=== Data extracts ===
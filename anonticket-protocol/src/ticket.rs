/*!
Tickets: a body bound to the holder's hidden pseudonym plus one tag per verifier.

For pseudonym `Y = xi^x`, serial `s_u`, policy hash `h_P` and a fresh `k` per verifier `V`, the
issuer computes

- `P = Y * Y_CV^k`, an ElGamal encryption of the pseudonym to the central verifier,
- `Q = g_tilde^k`,
- `T = Y_V^k`, which only `V` (or a delegate holding a re-key) can check,
- `E = (theta1 * theta2^{H(V)})^k`, the delegation witness,
- `s_V = H(P, Q, E, T, V, s_u, h_P)`, signed as `Z_V = (g0 * g1^{s_V})^{1/(x_I + e_V)}`.

The tag hashes are aggregated into `s_CV = H(s_V1, ..., s_Vn)`, signed the same way, and the body
`T_U = (g0 * h0^{s_u} * h1^{h_P} * h2^{s_CV} * h3^{psi} * Y)^{1/(x_I + omega)}` binds everything to
the pseudonym, which the ticket itself never contains.
*/

use crate::{types::*, Error};
use anonticket_crypto::{credential::identity_hash, oracle};
use serde::{Deserialize, Serialize};

/// What a ticket buys.
#[derive(Debug, Clone, PartialEq, Eq, Serialize, Deserialize)]
pub struct Policy {
    /// Name of the service.
    pub service: String,
    /// Price paid.
    pub price: u64,
    /// Start of the validity window, inclusive.
    pub valid_from: u64,
    /// End of the validity window, exclusive.
    pub valid_until: u64,
}

impl Policy {
    /// Hash of the policy, bound into every tag and the body.
    pub fn hash(&self) -> Scalar {
        oracle::hash_to_scalar(&[
            b"policy",
            self.service.as_bytes(),
            &self.price.to_le_bytes(),
            &self.valid_from.to_le_bytes(),
            &self.valid_until.to_le_bytes(),
        ])
    }

    /// Whether `now` lies in the validity window.
    pub fn is_valid_at(&self, now: u64) -> bool {
        self.valid_from <= now && now < self.valid_until
    }
}

/// The public part of a tag, shown to its verifier at presentation.
#[derive(Debug, Clone, PartialEq, Eq, Serialize, Deserialize)]
pub struct Tag {
    pub(crate) verifier: String,
    #[serde(with = "SerializeElement")]
    pub(crate) p: G1Affine,
    #[serde(with = "SerializeElement")]
    pub(crate) q: G1Affine,
    #[serde(with = "SerializeElement")]
    pub(crate) e: G1Affine,
    #[serde(with = "SerializeElement")]
    pub(crate) t: G1Affine,
    #[serde(with = "SerializeElement")]
    pub(crate) s: Scalar,
}

impl Tag {
    /// Build the tag for `verifier` from the pseudonym and the opening `k`.
    #[allow(clippy::too_many_arguments)]
    pub(crate) fn new(
        params: &GroupParameters,
        verifier: &str,
        verifier_key: &PublicKey,
        central_verifier_key: &PublicKey,
        pseudonym: &G1Affine,
        opening: &Scalar,
        serial: &Scalar,
        policy_hash: &Scalar,
    ) -> Self {
        let p = (central_verifier_key.tag_key() * opening + pseudonym).into();
        let q = (params.g_tilde() * opening).into();
        let e = (delegation_base(params, verifier) * opening).into();
        let t = (verifier_key.tag_key() * opening).into();
        let mut tag = Tag {
            verifier: verifier.to_string(),
            p,
            q,
            e,
            t,
            s: Scalar::zero(),
        };
        tag.s = tag.expected_hash(serial, policy_hash);
        tag
    }

    /// The verifier this tag was issued to.
    pub fn verifier(&self) -> &str {
        &self.verifier
    }

    /// The tag hash `s_V`.
    pub fn hash(&self) -> Scalar {
        self.s
    }

    /// The commitment component `Q`, stable across presentations of the same tag.
    pub fn commitment(&self) -> G1Affine {
        self.q
    }

    /// `H(P, Q, E, T, V, s_u, h_P)`.
    pub(crate) fn expected_hash(&self, serial: &Scalar, policy_hash: &Scalar) -> Scalar {
        oracle::hash_to_scalar(&[
            b"tag",
            &self.p.to_compressed(),
            &self.q.to_compressed(),
            &self.e.to_compressed(),
            &self.t.to_compressed(),
            self.verifier.as_bytes(),
            &serial.to_bytes(),
            &policy_hash.to_bytes(),
        ])
    }

    /// The designated-verifier check `T == Q^{x_V}`.
    pub fn check_designated(&self, verifier_key: &SecretKey) -> bool {
        self.t == G1Affine::from(self.q * verifier_key.to_scalar())
    }

    /// Decrypt the pseudonym with the central verifier's secret key.
    pub(crate) fn decrypt(&self, central_verifier_key: &SecretKey) -> G1Affine {
        (G1Projective::from(self.p) - self.q * central_verifier_key.to_scalar()).into()
    }
}

/// `theta1 * theta2^{H(verifier)}`
pub(crate) fn delegation_base(params: &GroupParameters, verifier: &str) -> G1Projective {
    G1Projective::from(params.theta1()) + params.theta2() * identity_hash(verifier)
}

/// The base `g0 * g1^m` for the issuer's signature on the tag or aggregate hash `m`.
pub(crate) fn hash_signature_base(params: &GroupParameters, message: &Scalar) -> G1Projective {
    G1Projective::from(params.g0()) + params.g1() * message
}

/// A tag together with the issuer's signature on its hash.
#[derive(Debug, Clone, PartialEq, Eq, Serialize, Deserialize)]
pub struct SignedTag {
    pub(crate) tag: Tag,
    #[serde(with = "SerializeElement")]
    pub(crate) exponent: Scalar,
    pub(crate) signature: Signature,
}

impl SignedTag {
    /// The public part.
    pub fn tag(&self) -> &Tag {
        &self.tag
    }

    /// Check the issuer's signature `Z_V`.
    pub fn verify_signature(&self, issuer: &PublicKey, params: &GroupParameters) -> bool {
        self.signature.verify(
            &self.exponent,
            &hash_signature_base(params, &self.tag.s),
            &issuer.verification_key(),
            &params.g2(),
        )
    }
}

/// The aggregate `s_CV` over all tag hashes and the issuer's signature `Z_CV` on it.
#[derive(Debug, Clone, Copy, PartialEq, Eq, Serialize, Deserialize)]
pub struct Aggregate {
    #[serde(with = "SerializeElement")]
    pub(crate) hash: Scalar,
    #[serde(with = "SerializeElement")]
    pub(crate) exponent: Scalar,
    pub(crate) signature: Signature,
}

impl Aggregate {
    /// `H(s_V1, ..., s_Vn)`
    pub(crate) fn expected_hash(tags: &[SignedTag]) -> Scalar {
        let hashes: Vec<Scalar> = tags.iter().map(|signed| signed.tag.s).collect();
        oracle::hash_scalars(&hashes)
    }

    /// Check the issuer's signature `Z_CV`.
    pub fn verify_signature(&self, issuer: &PublicKey, params: &GroupParameters) -> bool {
        self.signature.verify(
            &self.exponent,
            &hash_signature_base(params, &self.hash),
            &issuer.verification_key(),
            &params.g2(),
        )
    }
}

/// A ticket as issued. It does not contain the holder's pseudonym.
#[derive(Debug, Clone, PartialEq, Eq, Serialize, Deserialize)]
pub struct Ticket {
    #[serde(with = "SerializeElement")]
    pub(crate) serial: Scalar,
    pub(crate) policy: Policy,
    #[serde(with = "SerializeElement")]
    pub(crate) psi: Scalar,
    #[serde(with = "SerializeElement")]
    pub(crate) omega: Scalar,
    pub(crate) body: Signature,
    pub(crate) tags: Vec<SignedTag>,
    pub(crate) aggregate: Aggregate,
}

impl Ticket {
    /// The serial number.
    pub fn serial(&self) -> Scalar {
        self.serial
    }

    /// What the ticket buys.
    pub fn policy(&self) -> &Policy {
        &self.policy
    }

    /// The tags, one per verifier.
    pub fn tags(&self) -> &[SignedTag] {
        &self.tags
    }

    /// The tag for `verifier`.
    pub fn tag_for(&self, verifier: &str) -> Result<&SignedTag, Error> {
        self.tags
            .iter()
            .find(|signed| signed.tag.verifier == verifier)
            .ok_or_else(|| Error::UnknownVerifier(verifier.to_string()))
    }

    /// The base of the body signature `T_U` for `pseudonym`.
    pub(crate) fn body_base(&self, params: &GroupParameters, pseudonym: &G1Affine) -> G1Projective {
        body_base(
            params,
            &self.serial,
            &self.policy.hash(),
            &self.aggregate.hash,
            &self.psi,
            pseudonym,
        )
    }

    /// Check every tag hash and every issuer signature, given the pseudonym.
    pub(crate) fn verify_signatures(
        &self,
        issuer: &PublicKey,
        params: &GroupParameters,
        pseudonym: &G1Affine,
    ) -> bool {
        let policy_hash = self.policy.hash();
        !self.tags.is_empty()
            && self.tags.iter().all(|signed| {
                signed.tag.s == signed.tag.expected_hash(&self.serial, &policy_hash)
                    && signed.verify_signature(issuer, params)
            })
            && self.aggregate.hash == Aggregate::expected_hash(&self.tags)
            && self.aggregate.verify_signature(issuer, params)
            && self.body.verify(
                &self.omega,
                &self.body_base(params, pseudonym),
                &issuer.verification_key(),
                &params.g2(),
            )
    }
}

/// `g0 * h0^{s_u} * h1^{h_P} * h2^{s_CV} * h3^{psi} * Y`
pub(crate) fn body_base(
    params: &GroupParameters,
    serial: &Scalar,
    policy_hash: &Scalar,
    aggregate_hash: &Scalar,
    psi: &Scalar,
    pseudonym: &G1Affine,
) -> G1Projective {
    let hs = params.ticket_generators();
    G1Projective::from(params.g0())
        + hs[0] * serial
        + hs[1] * policy_hash
        + hs[2] * aggregate_hash
        + hs[3] * psi
        + pseudonym
}

#[cfg(test)]
mod test {
    use super::*;
    use anonticket_crypto::arith;

    #[test]
    fn policy_hash_covers_every_field() {
        let policy = Policy {
            service: "metro".to_string(),
            price: 10,
            valid_from: 100,
            valid_until: 200,
        };
        let variants = [
            Policy {
                service: "rail".to_string(),
                ..policy.clone()
            },
            Policy {
                price: 11,
                ..policy.clone()
            },
            Policy {
                valid_from: 101,
                ..policy.clone()
            },
            Policy {
                valid_until: 201,
                ..policy.clone()
            },
        ];
        for variant in &variants {
            assert_ne!(variant.hash(), policy.hash());
        }
        assert!(policy.is_valid_at(100));
        assert!(policy.is_valid_at(199));
        assert!(!policy.is_valid_at(200));
        assert!(!policy.is_valid_at(99));
    }

    #[test]
    fn tags_decrypt_to_the_pseudonym() {
        let mut rng = rand::thread_rng();
        let (params, _) = GroupParameters::generate(&mut rng, 0);
        let verifier = KeyPair::new(&mut rng, &params);
        let central = KeyPair::new(&mut rng, &params);
        let pseudonym = G1Affine::from(params.xi() * arith::random_nonzero_scalar(&mut rng));
        let serial = arith::random_nonzero_scalar(&mut rng);
        let opening = arith::random_nonzero_scalar(&mut rng);

        let tag = Tag::new(
            &params,
            "gate",
            verifier.public_key(),
            central.public_key(),
            &pseudonym,
            &opening,
            &serial,
            &Scalar::one(),
        );
        assert_eq!(tag.decrypt(central.secret_key()), pseudonym);
        assert_ne!(tag.decrypt(verifier.secret_key()), pseudonym);
        assert!(tag.check_designated(verifier.secret_key()));
        assert!(!tag.check_designated(central.secret_key()));
        assert_eq!(tag.hash(), tag.expected_hash(&serial, &Scalar::one()));
        assert_ne!(tag.hash(), tag.expected_hash(&serial, &Scalar::zero()));
    }
}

=== Directions for this task ===
Your job is to copy out every line from the records above that has the word "omega".

=== Task result ===
`T_U = (g0 * h0^{s_u} * h1^{h_P} * h2^{s_CV} * h3^{psi} * Y)^{1/(x_I + omega)}` binds everything to
    pub(crate) omega: Scalar,
                &self.omega,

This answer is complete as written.